• _EXERCISE_: Output the line containing "use dioxus::prelude::*;", then every remaining line of the entries below, exactly as written and with no other text.

=== INPUT ===

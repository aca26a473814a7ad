use dioxus::prelude::*;

use crate::client::{components::Page, navbar::INDEX_PAGE};

#[component]
pub fn NotFound(segments: Vec<String>) -> Element {
    let path = segments.join("/");

    rsx!(
        Page { class: "justify-center text-center",
            h1 { class: "text-2xl font-bold", "Page not found" }
            p { class: "opacity-70", "Nothing lives at /{path}" }
            a { class: "btn btn-outline mt-4", href: INDEX_PAGE, "Back to activities" }
        }
    )
}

===

• _RESPONSE TO THIS EXERCISE_:
use dioxus::prelude::*;

use crate::client::{components::Page, navbar::INDEX_PAGE};

#[component]
pub fn NotFound(segments: Vec<String>) -> Element {
    let path = segments.join("/");

    rsx!(
        Page { class: "justify-center text-center",
            h1 { class: "text-2xl font-bold", "Page not found" }
            p { class: "opacity-70", "Nothing lives at /{path}" }
            a { class: "btn btn-outline mt-4", href: INDEX_PAGE, "Back to activities" }
        }
    )
}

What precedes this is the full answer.